[Saved entries]

====

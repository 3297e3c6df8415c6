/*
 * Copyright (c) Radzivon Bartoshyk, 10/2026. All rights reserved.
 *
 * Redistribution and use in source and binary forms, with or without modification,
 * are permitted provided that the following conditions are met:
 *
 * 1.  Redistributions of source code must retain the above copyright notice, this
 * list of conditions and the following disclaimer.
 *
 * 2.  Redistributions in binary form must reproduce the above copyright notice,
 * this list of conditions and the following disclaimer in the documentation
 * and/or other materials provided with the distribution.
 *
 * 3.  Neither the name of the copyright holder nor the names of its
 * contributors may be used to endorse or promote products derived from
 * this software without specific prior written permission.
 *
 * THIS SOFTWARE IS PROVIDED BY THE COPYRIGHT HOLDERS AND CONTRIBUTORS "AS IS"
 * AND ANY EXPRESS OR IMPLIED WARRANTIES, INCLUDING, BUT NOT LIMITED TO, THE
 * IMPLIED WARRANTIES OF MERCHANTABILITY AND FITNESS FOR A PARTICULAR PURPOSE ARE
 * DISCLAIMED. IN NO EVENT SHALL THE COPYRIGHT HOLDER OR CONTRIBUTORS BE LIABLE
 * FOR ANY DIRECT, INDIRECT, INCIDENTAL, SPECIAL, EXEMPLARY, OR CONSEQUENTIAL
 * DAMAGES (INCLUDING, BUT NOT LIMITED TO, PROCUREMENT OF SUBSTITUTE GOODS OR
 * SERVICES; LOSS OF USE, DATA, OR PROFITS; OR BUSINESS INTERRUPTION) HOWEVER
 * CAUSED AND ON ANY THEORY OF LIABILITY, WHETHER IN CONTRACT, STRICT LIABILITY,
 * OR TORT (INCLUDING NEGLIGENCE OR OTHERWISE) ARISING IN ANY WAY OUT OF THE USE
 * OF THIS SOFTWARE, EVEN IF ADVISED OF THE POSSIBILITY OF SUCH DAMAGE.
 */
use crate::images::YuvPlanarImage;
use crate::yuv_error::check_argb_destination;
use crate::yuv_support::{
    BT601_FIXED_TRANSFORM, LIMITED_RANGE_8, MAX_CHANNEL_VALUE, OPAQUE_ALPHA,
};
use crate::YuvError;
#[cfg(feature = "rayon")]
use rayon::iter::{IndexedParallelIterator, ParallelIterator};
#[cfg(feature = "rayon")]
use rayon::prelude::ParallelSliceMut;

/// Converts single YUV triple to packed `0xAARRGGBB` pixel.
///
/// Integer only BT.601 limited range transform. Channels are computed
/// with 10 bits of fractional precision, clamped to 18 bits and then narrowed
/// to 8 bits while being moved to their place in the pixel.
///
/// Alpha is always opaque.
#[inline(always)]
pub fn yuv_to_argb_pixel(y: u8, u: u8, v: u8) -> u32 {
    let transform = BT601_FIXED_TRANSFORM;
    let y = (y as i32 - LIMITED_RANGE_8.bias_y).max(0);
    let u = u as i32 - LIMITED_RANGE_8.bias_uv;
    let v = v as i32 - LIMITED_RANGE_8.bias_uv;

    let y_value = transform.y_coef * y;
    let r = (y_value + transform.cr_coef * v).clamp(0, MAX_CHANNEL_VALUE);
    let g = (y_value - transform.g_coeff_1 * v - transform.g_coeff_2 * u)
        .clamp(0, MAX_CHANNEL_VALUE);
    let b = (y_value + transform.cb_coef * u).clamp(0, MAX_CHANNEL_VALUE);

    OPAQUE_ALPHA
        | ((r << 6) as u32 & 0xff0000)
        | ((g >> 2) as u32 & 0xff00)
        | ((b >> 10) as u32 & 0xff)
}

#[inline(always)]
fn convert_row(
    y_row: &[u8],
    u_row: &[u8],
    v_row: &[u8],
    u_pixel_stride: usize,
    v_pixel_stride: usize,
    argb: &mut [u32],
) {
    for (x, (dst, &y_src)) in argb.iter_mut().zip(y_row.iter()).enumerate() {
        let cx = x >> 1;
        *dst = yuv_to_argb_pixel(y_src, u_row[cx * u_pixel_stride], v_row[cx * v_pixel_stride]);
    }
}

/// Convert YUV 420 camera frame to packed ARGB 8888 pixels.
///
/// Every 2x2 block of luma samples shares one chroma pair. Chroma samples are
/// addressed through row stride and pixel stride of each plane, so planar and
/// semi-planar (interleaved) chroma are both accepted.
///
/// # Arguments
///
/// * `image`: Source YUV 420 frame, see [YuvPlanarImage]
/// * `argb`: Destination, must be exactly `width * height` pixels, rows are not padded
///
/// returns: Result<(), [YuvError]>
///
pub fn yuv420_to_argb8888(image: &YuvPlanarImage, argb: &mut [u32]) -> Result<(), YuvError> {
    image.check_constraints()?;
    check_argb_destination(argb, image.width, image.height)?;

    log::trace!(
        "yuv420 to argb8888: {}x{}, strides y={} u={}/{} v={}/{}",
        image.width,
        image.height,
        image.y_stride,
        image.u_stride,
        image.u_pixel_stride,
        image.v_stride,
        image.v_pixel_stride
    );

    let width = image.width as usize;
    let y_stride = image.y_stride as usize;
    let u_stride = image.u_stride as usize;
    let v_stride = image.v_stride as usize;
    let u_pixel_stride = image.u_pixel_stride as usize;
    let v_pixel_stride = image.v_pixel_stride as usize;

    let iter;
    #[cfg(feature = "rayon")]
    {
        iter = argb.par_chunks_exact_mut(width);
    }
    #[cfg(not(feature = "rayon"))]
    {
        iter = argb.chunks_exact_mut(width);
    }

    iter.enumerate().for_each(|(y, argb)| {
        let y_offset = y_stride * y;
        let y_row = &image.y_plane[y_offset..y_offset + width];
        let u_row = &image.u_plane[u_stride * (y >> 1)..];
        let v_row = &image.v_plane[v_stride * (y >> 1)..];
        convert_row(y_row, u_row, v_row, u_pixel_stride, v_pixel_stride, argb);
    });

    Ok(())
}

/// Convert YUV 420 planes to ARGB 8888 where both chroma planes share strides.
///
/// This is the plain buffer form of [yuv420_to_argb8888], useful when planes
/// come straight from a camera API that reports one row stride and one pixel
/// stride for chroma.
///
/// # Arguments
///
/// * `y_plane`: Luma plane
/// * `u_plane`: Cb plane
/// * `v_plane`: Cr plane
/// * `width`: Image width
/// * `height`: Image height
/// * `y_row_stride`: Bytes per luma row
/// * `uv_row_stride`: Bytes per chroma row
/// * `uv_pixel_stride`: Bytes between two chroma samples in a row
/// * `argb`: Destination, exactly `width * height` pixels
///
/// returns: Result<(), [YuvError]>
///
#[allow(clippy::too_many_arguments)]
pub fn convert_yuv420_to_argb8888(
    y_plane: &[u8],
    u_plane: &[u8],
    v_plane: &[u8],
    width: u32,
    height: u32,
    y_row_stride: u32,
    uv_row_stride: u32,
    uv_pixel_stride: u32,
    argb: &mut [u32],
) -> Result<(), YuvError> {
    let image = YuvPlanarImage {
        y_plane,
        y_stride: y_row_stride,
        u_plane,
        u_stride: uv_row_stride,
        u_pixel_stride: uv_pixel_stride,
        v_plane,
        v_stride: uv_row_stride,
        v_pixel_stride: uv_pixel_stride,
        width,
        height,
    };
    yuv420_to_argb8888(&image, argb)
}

====

→ PROBLEM STATEMENT
Reproduce the entries above exactly, but only the lines between the line holding "products derived from" and the line holding "use crate::yuv_error::check_argb_destination;", inclusive.

→ REPLY
 * contributors may be used to endorse or promote products derived from
 * this software without specific prior written permission.
 *
 * THIS SOFTWARE IS PROVIDED BY THE COPYRIGHT HOLDERS AND CONTRIBUTORS "AS IS"
 * AND ANY EXPRESS OR IMPLIED WARRANTIES, INCLUDING, BUT NOT LIMITED TO, THE
 * IMPLIED WARRANTIES OF MERCHANTABILITY AND FITNESS FOR A PARTICULAR PURPOSE ARE
 * DISCLAIMED. IN NO EVENT SHALL THE COPYRIGHT HOLDER OR CONTRIBUTORS BE LIABLE
 * FOR ANY DIRECT, INDIRECT, INCIDENTAL, SPECIAL, EXEMPLARY, OR CONSEQUENTIAL
 * DAMAGES (INCLUDING, BUT NOT LIMITED TO, PROCUREMENT OF SUBSTITUTE GOODS OR
 * SERVICES; LOSS OF USE, DATA, OR PROFITS; OR BUSINESS INTERRUPTION) HOWEVER
 * CAUSED AND ON ANY THEORY OF LIABILITY, WHETHER IN CONTRACT, STRICT LIABILITY,
 * OR TORT (INCLUDING NEGLIGENCE OR OTHERWISE) ARISING IN ANY WAY OUT OF THE USE
 * OF THIS SOFTWARE, EVEN IF ADVISED OF THE POSSIBILITY OF SUCH DAMAGE.
 */
use crate::images::YuvPlanarImage;
use crate::yuv_error::check_argb_destination;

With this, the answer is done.